Most plastic is made from materials derived from fossil fuels which doesn’t biodegrade (i.e., decompose by bacteria or other living organisms). It lingers, Dannielle explained, eventually breaking down into microplastic which infiltrates our ecosystem and causes a multitude of problems, including the ingestion of toxins that cling to microplastics. We are producing plastic at an exponential rate; 1.5 million tonnes in the 1950s, to 368 million tonnes in 2019.

So ‘green’ plastics, labelled bioplastic, plant-based, biodegradable’ – words that seem very eco-friendlycould appear to consumers as a great way to use single-use plastics that don’t impact the environment. Bioplastics are plastics made from natural renewable materials, like starch or corn, or anything that is not a fossil fuel. This is great, of course, as we know that using fossil fuels is not sustainable and terrible for the environment. But the issue with bioplastics is that they are not necessarily recyclable, and recyclability is the key.

This issue crops up again with biodegradable plastics. Biodegradable they may be, but without a timeframe or the required conditions for the plastic to decompose properly,  the word conveys no real meaning to a consumer. And again, they’re often not recyclable, so end up in a landfill.

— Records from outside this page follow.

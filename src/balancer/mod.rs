//! Strategy-driven load balancing across service instances
//!
//! Instances are fetched through the [`InstanceProvider`] seam so the
//! balancer is decoupled from the catalog implementation. Selection prefers
//! Healthy instances and falls back to any non-Unknown instance as a
//! best-effort policy.

use std::collections::HashMap;
use std::fmt;
use std::sync::atomic::{AtomicI64, Ordering};
use std::sync::Arc;
use std::time::Duration;

use async_trait::async_trait;
use dashmap::DashMap;
use parking_lot::Mutex;
use rand::Rng;

use crate::catalog::{Catalog, HealthStatus, ServiceInstance};
use crate::error::Result;

/// Load balancing algorithm
#[derive(Debug, Clone, Copy, PartialEq, Eq, Default)]
pub enum Strategy {
    #[default]
    RoundRobin,
    LeastConnections,
    Random,
    WeightedRoundRobin,
    IpHash,
}

impl Strategy {
    /// Parse a strategy name (case-insensitive, CamelCase or snake_case).
    /// Unrecognized names map to RoundRobin.
    pub fn parse(name: &str) -> Self {
        match name.to_ascii_lowercase().as_str() {
            "roundrobin" | "round_robin" => Strategy::RoundRobin,
            "leastconnections" | "least_connections" => Strategy::LeastConnections,
            "random" => Strategy::Random,
            "weightedroundrobin" | "weighted_round_robin" => Strategy::WeightedRoundRobin,
            "iphash" | "ip_hash" => Strategy::IpHash,
            _ => Strategy::RoundRobin,
        }
    }
}

impl fmt::Display for Strategy {
    fn fmt(&self, f: &mut fmt::Formatter<'_>) -> fmt::Result {
        let s = match self {
            Strategy::RoundRobin => "RoundRobin",
            Strategy::LeastConnections => "LeastConnections",
            Strategy::Random => "Random",
            Strategy::WeightedRoundRobin => "WeightedRoundRobin",
            Strategy::IpHash => "IPHash",
        };
        f.write_str(s)
    }
}

/// Request-scoped information for load balancing decisions
#[derive(Debug, Clone, Default)]
pub struct LbContext {
    pub preferred_zone: Option<String>,
    pub headers: HashMap<String, String>,
    pub session_id: Option<String>,
}

/// Outcome of a proxied request, fed back for connection tracking
#[derive(Debug, Clone)]
pub struct RequestResult {
    pub success: bool,
    pub response_time: Duration,
    pub status_code: u16,
    pub error_message: Option<String>,
}

/// Aggregate load balancing statistics for a service
#[derive(Debug, Clone, Default)]
pub struct LbStats {
    pub service_name: String,
    pub total_requests: u64,
    pub successful_requests: u64,
    pub failed_requests: u64,
    pub average_response_time: Duration,
    pub instance_request_counts: HashMap<String, u64>,
}

/// Fetches instances for a service name.
#[async_trait]
pub trait InstanceProvider: Send + Sync {
    async fn instances(&self, service_name: &str) -> Result<Vec<ServiceInstance>>;
}

/// Provider backed by the external catalog.
pub struct CatalogInstanceProvider {
    catalog: Arc<dyn Catalog>,
}

impl CatalogInstanceProvider {
    pub fn new(catalog: Arc<dyn Catalog>) -> Self {
        Self { catalog }
    }
}

#[async_trait]
impl InstanceProvider for CatalogInstanceProvider {
    async fn instances(&self, service_name: &str) -> Result<Vec<ServiceInstance>> {
        self.catalog.instances(service_name).await
    }
}

struct ServiceStats {
    service_name: String,
    total_requests: AtomicI64,
    successful_requests: AtomicI64,
    failed_requests: AtomicI64,
    total_response_nanos: AtomicI64,
    instance_counts: Mutex<HashMap<String, u64>>,
}

impl ServiceStats {
    fn new(service_name: &str) -> Self {
        Self {
            service_name: service_name.to_string(),
            total_requests: AtomicI64::new(0),
            successful_requests: AtomicI64::new(0),
            failed_requests: AtomicI64::new(0),
            total_response_nanos: AtomicI64::new(0),
            instance_counts: Mutex::new(HashMap::new()),
        }
    }

    fn record_request(&self, instance_id: &str) {
        self.total_requests.fetch_add(1, Ordering::Relaxed);
        *self.instance_counts.lock().entry(instance_id.to_string()).or_insert(0) += 1;
    }

    fn report(&self, result: &RequestResult) {
        if result.success {
            self.successful_requests.fetch_add(1, Ordering::Relaxed);
        } else {
            self.failed_requests.fetch_add(1, Ordering::Relaxed);
        }
        self.total_response_nanos
            .fetch_add(result.response_time.as_nanos() as i64, Ordering::Relaxed);
    }
}

/// Load balancer with per-service selection state and statistics.
pub struct LoadBalancer {
    provider: Arc<dyn InstanceProvider>,
    round_robin_idx: DashMap<String, Arc<AtomicI64>>,
    // serviceName -> serviceID -> in-flight connection count
    connection_counts: DashMap<String, Arc<DashMap<String, Arc<AtomicI64>>>>,
    // keyed by serviceID
    stats: DashMap<String, Arc<ServiceStats>>,
}

impl LoadBalancer {
    pub fn new(provider: Arc<dyn InstanceProvider>) -> Self {
        Self {
            provider,
            round_robin_idx: DashMap::new(),
            connection_counts: DashMap::new(),
            stats: DashMap::new(),
        }
    }

    /// Pick the next instance for the given service, or None when no viable
    /// candidate exists.
    pub async fn select(&self, service_name: &str, ctx: &LbContext) -> Result<Option<ServiceInstance>> {
        let instances = self.provider.instances(service_name).await?;

        let mut candidates: Vec<ServiceInstance> = instances
            .iter()
            .filter(|i| i.status == HealthStatus::Healthy)
            .cloned()
            .collect();
        if candidates.is_empty() {
            // Best-effort fallback: anything with a known status.
            candidates = instances
                .into_iter()
                .filter(|i| i.status != HealthStatus::Unknown)
                .collect();
        }
        if candidates.is_empty() {
            return Ok(None);
        }

        let strategy = resolve_strategy(&candidates);
        let selected = match strategy {
            Strategy::LeastConnections => self.select_least_connections(service_name, &candidates),
            Strategy::WeightedRoundRobin => self.select_weighted_round_robin(service_name, &candidates),
            Strategy::IpHash => select_ip_hash(&candidates, ctx),
            Strategy::Random => select_random(&candidates),
            Strategy::RoundRobin => self.select_round_robin(service_name, &candidates),
        };

        if let Some(inst) = &selected {
            self.record_request(service_name, inst);
        }

        Ok(selected)
    }

    /// Feed back a request outcome: releases the connection slot held by
    /// least-connections selection and records success/failure statistics.
    pub fn report_result(&self, service_id: &str, result: RequestResult) {
        for counts in self.connection_counts.iter() {
            if let Some(counter) = counts.value().get(service_id) {
                if counter.load(Ordering::Relaxed) > 0 {
                    counter.fetch_sub(1, Ordering::Relaxed);
                }
            }
        }

        if let Some(stats) = self.stats.get(service_id) {
            stats.report(&result);
        }
    }

    /// Aggregate statistics for a service name.
    pub fn stats(&self, service_name: &str) -> LbStats {
        let mut out = LbStats {
            service_name: service_name.to_string(),
            ..Default::default()
        };

        let mut total_nanos: i64 = 0;
        for entry in self.stats.iter() {
            let stats = entry.value();
            if stats.service_name != service_name {
                continue;
            }
            out.total_requests += stats.total_requests.load(Ordering::Relaxed) as u64;
            out.successful_requests += stats.successful_requests.load(Ordering::Relaxed) as u64;
            out.failed_requests += stats.failed_requests.load(Ordering::Relaxed) as u64;
            total_nanos += stats.total_response_nanos.load(Ordering::Relaxed);

            for (instance_id, count) in stats.instance_counts.lock().iter() {
                *out.instance_request_counts.entry(instance_id.clone()).or_insert(0) += count;
            }
        }

        if out.total_requests > 0 {
            out.average_response_time = Duration::from_nanos((total_nanos as u64) / out.total_requests);
        }
        out
    }

    fn select_round_robin(&self, key: &str, candidates: &[ServiceInstance]) -> Option<ServiceInstance> {
        let idx = self
            .round_robin_idx
            .entry(key.to_string())
            .or_insert_with(|| Arc::new(AtomicI64::new(0)))
            .clone();
        let n = idx.fetch_add(1, Ordering::Relaxed) + 1;
        let i = (n.unsigned_abs() as usize) % candidates.len();
        Some(candidates[i].clone())
    }

    fn select_least_connections(
        &self,
        service_name: &str,
        candidates: &[ServiceInstance],
    ) -> Option<ServiceInstance> {
        let counts = self
            .connection_counts
            .entry(service_name.to_string())
            .or_insert_with(|| Arc::new(DashMap::new()))
            .clone();

        let mut best: Option<&ServiceInstance> = None;
        let mut best_count = i64::MAX;
        for inst in candidates {
            let counter = counts
                .entry(inst.service_id.clone())
                .or_insert_with(|| Arc::new(AtomicI64::new(0)))
                .clone();
            let current = counter.load(Ordering::Relaxed);
            if current < best_count {
                best_count = current;
                best = Some(inst);
            }
        }

        let best = best?;
        if let Some(counter) = counts.get(&best.service_id) {
            counter.fetch_add(1, Ordering::Relaxed);
        }
        Some(best.clone())
    }

    fn select_weighted_round_robin(
        &self,
        service_name: &str,
        candidates: &[ServiceInstance],
    ) -> Option<ServiceInstance> {
        let mut weighted: Vec<ServiceInstance> = Vec::new();
        for inst in candidates {
            let weight = inst
                .metadata
                .get("weight")
                .and_then(|w| w.parse::<usize>().ok())
                .filter(|w| *w > 0)
                .unwrap_or(1);
            for _ in 0..weight {
                weighted.push(inst.clone());
            }
        }
        self.select_round_robin(&format!("{}-weighted", service_name), &weighted)
    }

    fn record_request(&self, service_name: &str, inst: &ServiceInstance) {
        let stats = self
            .stats
            .entry(inst.service_id.clone())
            .or_insert_with(|| Arc::new(ServiceStats::new(service_name)))
            .clone();
        stats.record_request(&inst.service_id);
    }
}

fn resolve_strategy(candidates: &[ServiceInstance]) -> Strategy {
    for inst in candidates {
        if let Some(name) = inst.metadata.get("lb_strategy") {
            if !name.is_empty() {
                return Strategy::parse(name);
            }
        }
    }
    Strategy::RoundRobin
}

fn select_ip_hash(candidates: &[ServiceInstance], ctx: &LbContext) -> Option<ServiceInstance> {
    let key = ctx
        .session_id
        .clone()
        .filter(|s| !s.is_empty())
        .or_else(|| ctx.headers.get("X-Correlation-ID").cloned().filter(|s| !s.is_empty()))
        .unwrap_or_else(|| format!("{:x}", rand::thread_rng().gen::<i64>()));

    let i = (fnv1a(&key) as usize) % candidates.len();
    Some(candidates[i].clone())
}

fn select_random(candidates: &[ServiceInstance]) -> Option<ServiceInstance> {
    let i = rand::thread_rng().gen_range(0..candidates.len());
    Some(candidates[i].clone())
}

/// FNV-1a 32-bit over the string's code points.
pub fn fnv1a(s: &str) -> u32 {
    const OFFSET_BASIS: u32 = 2166136261;
    const PRIME: u32 = 16777619;

    let mut h = OFFSET_BASIS;
    for c in s.chars() {
        h ^= c as u32;
        h = h.wrapping_mul(PRIME);
    }
    h
}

“The good news is that the technology is coming”, said Dannielle. “The technology to make biodegradable plastics that are lovely, non-fossil fuel based and recyclable is on the way, but probably not for around another ten years.”

At the moment, as Dannielle explained in response to an audience question during her talk, recycling fossil fuel-based plastics and bioplastics together can contaminate the recyclate (the end-product of recycling), rendering it useless. Recyclable objects need to be carefully separated and councils need to be consulted on whether they recycle certain materials – which is a lot to ask of the general public.

There are also ethical considerations to be made around planting crops that are used to produce single-use plastics. As it stands, there really is no easy answer to the problem of plastics.

Dannielle’s advice to the audience was to reduce your plastic use where you can, and don’t be too easily taken in by packaging that seems to suggest that what you’re buying is eco-friendly.